Given records
*** Block opens ***

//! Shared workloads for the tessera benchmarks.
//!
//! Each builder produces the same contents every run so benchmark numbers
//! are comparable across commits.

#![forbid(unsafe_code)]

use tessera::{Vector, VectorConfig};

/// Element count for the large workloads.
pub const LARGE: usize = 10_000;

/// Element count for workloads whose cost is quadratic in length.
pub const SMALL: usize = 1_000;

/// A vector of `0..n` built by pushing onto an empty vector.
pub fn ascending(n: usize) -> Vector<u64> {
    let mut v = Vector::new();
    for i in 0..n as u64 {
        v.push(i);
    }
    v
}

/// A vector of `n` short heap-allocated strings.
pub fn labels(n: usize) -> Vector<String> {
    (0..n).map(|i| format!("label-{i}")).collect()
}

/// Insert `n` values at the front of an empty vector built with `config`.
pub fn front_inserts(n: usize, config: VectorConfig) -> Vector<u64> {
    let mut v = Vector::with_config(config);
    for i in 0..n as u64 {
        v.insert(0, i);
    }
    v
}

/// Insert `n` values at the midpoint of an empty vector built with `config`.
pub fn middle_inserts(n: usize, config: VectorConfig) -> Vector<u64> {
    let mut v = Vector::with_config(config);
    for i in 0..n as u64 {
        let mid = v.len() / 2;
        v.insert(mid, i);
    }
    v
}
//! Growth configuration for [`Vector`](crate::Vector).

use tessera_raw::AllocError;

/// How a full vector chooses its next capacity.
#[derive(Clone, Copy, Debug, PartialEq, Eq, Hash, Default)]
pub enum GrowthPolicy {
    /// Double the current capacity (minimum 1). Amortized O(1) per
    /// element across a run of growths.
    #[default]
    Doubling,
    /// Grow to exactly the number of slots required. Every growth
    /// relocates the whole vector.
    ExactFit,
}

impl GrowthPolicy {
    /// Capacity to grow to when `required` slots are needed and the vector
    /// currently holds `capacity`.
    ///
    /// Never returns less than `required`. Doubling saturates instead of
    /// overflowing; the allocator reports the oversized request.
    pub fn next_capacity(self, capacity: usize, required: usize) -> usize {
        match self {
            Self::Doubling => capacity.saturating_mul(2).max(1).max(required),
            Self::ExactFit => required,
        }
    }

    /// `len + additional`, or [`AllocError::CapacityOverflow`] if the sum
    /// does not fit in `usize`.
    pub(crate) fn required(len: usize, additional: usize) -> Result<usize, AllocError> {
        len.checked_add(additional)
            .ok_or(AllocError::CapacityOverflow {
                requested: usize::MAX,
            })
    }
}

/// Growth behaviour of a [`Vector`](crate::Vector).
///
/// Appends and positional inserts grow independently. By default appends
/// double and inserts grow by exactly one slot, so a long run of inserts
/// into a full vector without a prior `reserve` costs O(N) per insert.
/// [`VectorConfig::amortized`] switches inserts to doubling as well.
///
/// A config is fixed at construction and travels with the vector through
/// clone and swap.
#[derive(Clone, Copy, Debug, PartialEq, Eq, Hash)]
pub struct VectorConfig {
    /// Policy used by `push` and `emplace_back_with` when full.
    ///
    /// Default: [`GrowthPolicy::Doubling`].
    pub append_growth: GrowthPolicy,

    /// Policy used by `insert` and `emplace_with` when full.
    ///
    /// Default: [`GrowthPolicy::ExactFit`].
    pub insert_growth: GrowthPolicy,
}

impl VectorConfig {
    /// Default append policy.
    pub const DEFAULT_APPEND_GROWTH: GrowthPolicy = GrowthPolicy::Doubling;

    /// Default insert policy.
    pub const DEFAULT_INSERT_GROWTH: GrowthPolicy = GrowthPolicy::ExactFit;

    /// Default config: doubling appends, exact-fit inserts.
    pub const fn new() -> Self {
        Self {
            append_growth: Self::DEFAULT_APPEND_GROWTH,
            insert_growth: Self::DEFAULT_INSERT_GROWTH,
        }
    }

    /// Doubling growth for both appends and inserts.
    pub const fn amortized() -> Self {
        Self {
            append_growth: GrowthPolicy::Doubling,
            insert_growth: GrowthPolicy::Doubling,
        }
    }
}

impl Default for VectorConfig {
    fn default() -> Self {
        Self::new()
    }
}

*** Block closes ***

Instructions for the task
What you return must match the listing exactly, line for line.

Answer below
//! Shared workloads for the tessera benchmarks.
//!
//! Each builder produces the same contents every run so benchmark numbers
//! are comparable across commits.

#![forbid(unsafe_code)]

use tessera::{Vector, VectorConfig};

/// Element count for the large workloads.
pub const LARGE: usize = 10_000;

/// Element count for workloads whose cost is quadratic in length.
pub const SMALL: usize = 1_000;

/// A vector of `0..n` built by pushing onto an empty vector.
pub fn ascending(n: usize) -> Vector<u64> {
    let mut v = Vector::new();
    for i in 0..n as u64 {
        v.push(i);
    }
    v
}

/// A vector of `n` short heap-allocated strings.
pub fn labels(n: usize) -> Vector<String> {
    (0..n).map(|i| format!("label-{i}")).collect()
}

/// Insert `n` values at the front of an empty vector built with `config`.
pub fn front_inserts(n: usize, config: VectorConfig) -> Vector<u64> {
    let mut v = Vector::with_config(config);
    for i in 0..n as u64 {
        v.insert(0, i);
    }
    v
}

/// Insert `n` values at the midpoint of an empty vector built with `config`.
pub fn middle_inserts(n: usize, config: VectorConfig) -> Vector<u64> {
    let mut v = Vector::with_config(config);
    for i in 0..n as u64 {
        let mid = v.len() / 2;
        v.insert(mid, i);
    }
    v
}
//! Growth configuration for [`Vector`](crate::Vector).

use tessera_raw::AllocError;

/// How a full vector chooses its next capacity.
#[derive(Clone, Copy, Debug, PartialEq, Eq, Hash, Default)]
pub enum GrowthPolicy {
    /// Double the current capacity (minimum 1). Amortized O(1) per
    /// element across a run of growths.
    #[default]
    Doubling,
    /// Grow to exactly the number of slots required. Every growth
    /// relocates the whole vector.
    ExactFit,
}

impl GrowthPolicy {
    /// Capacity to grow to when `required` slots are needed and the vector
    /// currently holds `capacity`.
    ///
    /// Never returns less than `required`. Doubling saturates instead of
    /// overflowing; the allocator reports the oversized request.
    pub fn next_capacity(self, capacity: usize, required: usize) -> usize {
        match self {
            Self::Doubling => capacity.saturating_mul(2).max(1).max(required),
            Self::ExactFit => required,
        }
    }

    /// `len + additional`, or [`AllocError::CapacityOverflow`] if the sum
    /// does not fit in `usize`.
    pub(crate) fn required(len: usize, additional: usize) -> Result<usize, AllocError> {
        len.checked_add(additional)
            .ok_or(AllocError::CapacityOverflow {
                requested: usize::MAX,
            })
    }
}

/// Growth behaviour of a [`Vector`](crate::Vector).
///
/// Appends and positional inserts grow independently. By default appends
/// double and inserts grow by exactly one slot, so a long run of inserts
/// into a full vector without a prior `reserve` costs O(N) per insert.
/// [`VectorConfig::amortized`] switches inserts to doubling as well.
///
/// A config is fixed at construction and travels with the vector through
/// clone and swap.
#[derive(Clone, Copy, Debug, PartialEq, Eq, Hash)]
pub struct VectorConfig {
    /// Policy used by `push` and `emplace_back_with` when full.
    ///
    /// Default: [`GrowthPolicy::Doubling`].
    pub append_growth: GrowthPolicy,

    /// Policy used by `insert` and `emplace_with` when full.
    ///
    /// Default: [`GrowthPolicy::ExactFit`].
    pub insert_growth: GrowthPolicy,
}

impl VectorConfig {
    /// Default append policy.
    pub const DEFAULT_APPEND_GROWTH: GrowthPolicy = GrowthPolicy::Doubling;

    /// Default insert policy.
    pub const DEFAULT_INSERT_GROWTH: GrowthPolicy = GrowthPolicy::ExactFit;

    /// Default config: doubling appends, exact-fit inserts.
    pub const fn new() -> Self {
        Self {
            append_growth: Self::DEFAULT_APPEND_GROWTH,
            insert_growth: Self::DEFAULT_INSERT_GROWTH,
        }
    }

    /// Doubling growth for both appends and inserts.
    pub const fn amortized() -> Self {
        Self {
            append_growth: GrowthPolicy::Doubling,
            insert_growth: GrowthPolicy::Doubling,
        }
    }
}

impl Default for VectorConfig {
    fn default() -> Self {
        Self::new()
    }
}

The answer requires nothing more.